The trip out west was uneventful sans the visitor that took up residence... on my FACE! As I've come to expect, there were no first class upgrades available. Mercifully, sleep was not elusive and I was knocked out the whole 5.5 hour flight. Just before we landed, I woke up and felt a small bump below my bottom lip that tingled slightly. Strange, I thought, I'm past my adult acne phase. The next morning the slight bump had multiplied to FIVE! The only thing working in my favor was that I was scheduled to interview a doctor for a new FDA approval and I could hit him up for free medical advice.

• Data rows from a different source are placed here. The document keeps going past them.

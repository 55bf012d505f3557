use std::fs::File;
use std::io::{self, BufReader, Read};
use std::path::Path;

use anyhow::{Result, bail};
use videots::utils::errors::SectorError;
use videots::utils::sector::{ImageSource, SECTOR_SIZE, Sector};

/// Sequential sector input from a file or a pipe
pub struct InputReader {
    reader: Box<dyn Read>,
    is_pipe: bool,
    sector: u64,
}

impl InputReader {
    /// Create a new InputReader from a path
    /// Use "-" for stdin pipe input
    pub fn new<P: AsRef<Path>>(input_path: P) -> Result<Self> {
        let path_str = input_path.as_ref().to_string_lossy();
        let is_pipe = path_str == "-";

        let reader: Box<dyn Read> = if is_pipe {
            Box::new(io::stdin().lock())
        } else {
            let file = File::open(input_path)?;
            Box::new(BufReader::new(file))
        };

        Ok(Self {
            reader,
            is_pipe,
            sector: 0,
        })
    }

    /// Check if this is pipe input
    pub fn is_pipe(&self) -> bool {
        self.is_pipe
    }

    /// Read the next whole sector
    /// Returns false at the end of input, fails on a trailing partial sector
    pub fn read_sector(&mut self, sector: &mut Sector) -> Result<bool> {
        let mut filled = 0;
        while filled < SECTOR_SIZE {
            match self.reader.read(&mut sector[filled..]) {
                Ok(0) => break,
                Ok(n) => filled += n,
                Err(e) if e.kind() == io::ErrorKind::Interrupted => continue,
                Err(e) => return Err(e.into()),
            }
        }

        match filled {
            0 => Ok(false),
            SECTOR_SIZE => {
                self.sector += 1;
                Ok(true)
            }
            read => bail!(SectorError::ShortRead {
                sector: self.sector,
                read
            }),
        }
    }

    /// Process the input sector by sector
    /// The callback receives the sector number and data and should return
    /// Ok(true) to continue or Ok(false) to stop
    pub fn process_sectors<F>(&mut self, mut callback: F) -> Result<u64>
    where
        F: FnMut(u64, &mut Sector) -> Result<bool>,
    {
        let mut buffer = Box::new([0u8; SECTOR_SIZE]);
        let mut processed = 0;

        while self.read_sector(&mut buffer)? {
            processed += 1;
            if !callback(self.sector - 1, &mut buffer)? {
                break;
            }
        }

        Ok(processed)
    }
}

/// Open a disc image or VOB file for random sector access
pub fn open_image<P: AsRef<Path>>(path: P) -> Result<ImageSource<BufReader<File>>> {
    if path.as_ref().to_string_lossy() == "-" {
        bail!("random access input required, cannot read from a pipe");
    }

    let file = File::open(path)?;
    Ok(ImageSource::new(BufReader::new(file)))
}
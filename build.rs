use anyhow::Result;
use chrono::TimeZone;
use std::env;
use std::fs;
use std::process::Command;
use vergen_gitcl::{Emitter, GitclBuilder};

fn main() -> Result<()> {
    // Generate git information
    let gitcl = GitclBuilder::default()
        .describe(true, true, Some("[0-9]*"))
        .build()?;

    let gitcl_res = Emitter::default()
        .idempotent()
        .fail_on_error()
        .add_instructions(&gitcl)
        .and_then(|emitter| emitter.emit());

    if let Err(e) = gitcl_res {
        eprintln!("error occurred while generating instructions: {e:?}");
        // Source tarballs carry no git metadata
        println!("cargo:rustc-env=VERGEN_GIT_DESCRIBE=unknown");
    }

    // Add build timestamp
    let now = env::var("SOURCE_DATE_EPOCH")
        .ok()
        .and_then(|val| val.parse::<i64>().ok())
        .and_then(|secs| chrono::Utc.timestamp_opt(secs, 0).single())
        .unwrap_or_else(chrono::Utc::now);

    println!(
        "cargo:rustc-env=BUILD_TIMESTAMP={}",
        now.format("%Y-%m-%d %H:%M:%S UTC")
    );

    let videots_version = videots_version_from_metadata().unwrap_or_else(|_| {
        videots_version_fallback().unwrap_or_else(|_| "unknown".to_string())
    });
    println!("cargo:rustc-env=VIDEOTS_VERSION={videots_version}");

    println!("cargo:rerun-if-changed=videots/Cargo.toml");

    Ok(())
}

/// Library version as resolved by cargo, local or published.
fn videots_version_from_metadata() -> Result<String> {
    let output = Command::new("cargo")
        .args(["metadata", "--format-version", "1", "--no-deps"])
        .output()?;

    if !output.status.success() {
        anyhow::bail!("cargo metadata failed");
    }

    let metadata: serde_json::Value = serde_json::from_slice(&output.stdout)?;

    let version = metadata["packages"]
        .as_array()
        .into_iter()
        .flatten()
        .find(|package| package["name"].as_str() == Some("videots"))
        .and_then(|package| package["version"].as_str());

    match version {
        Some(version) => Ok(version.to_string()),
        None => anyhow::bail!("videots package not found in metadata"),
    }
}

/// Reads the version line of videots/Cargo.toml directly.
fn videots_version_fallback() -> Result<String> {
    let toml_content = fs::read_to_string("videots/Cargo.toml")?;

    for line in toml_content.lines() {
        let line = line.trim();
        if let Some(rest) = line.strip_prefix("version") {
            if let Some(value) = rest.trim_start().strip_prefix('=') {
                return Ok(value.trim().trim_matches('"').trim_matches('\'').to_string());
            }
        }
    }

    anyhow::bail!("Could not find version in videots/Cargo.toml");
}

While the doctor was with some PR reps going over "message points" before our interview, the woman I hired to run the teleprompter suggested we go downstairs to the dermatologist she knew. The doctor was busy but her assistant looked at my cluster of crusty bumps and said, "It's herpes." Nice. I felt like a class act. Adding insult to injury was the knowledge that I hadn't even participated in any suspect canoodling that might result in the transmission of such a virus. "Sometimes it's dormant and the virus gets triggered by stress or fatigue." Better. Further evidence that I am not a skank.

When the endocrinologist I was set to interview sat down, I quizzed him about my lip. "No, you don't need Valtrex," he said,"But I'll have my Physician's assistant take a look at it when we're done. It's a cold sore that just needs to run its course," he reassured me.

Fifteen minutes into our interview, the doctor paused and took a swig of water. Then he froze and stared at me in horror. "Was that your water?" he asked. I nodded. "I'm gonna die," he whispered and fled the room. Everyone else from my crew to the PR clients started laughing. Everyone except for me. I, too, was horrified. Then the doctor returned wiping his mouth with an alcohol swab. "That should do it," he said smiling, "I hope you didn't give me something to remember you by." That makes two of us.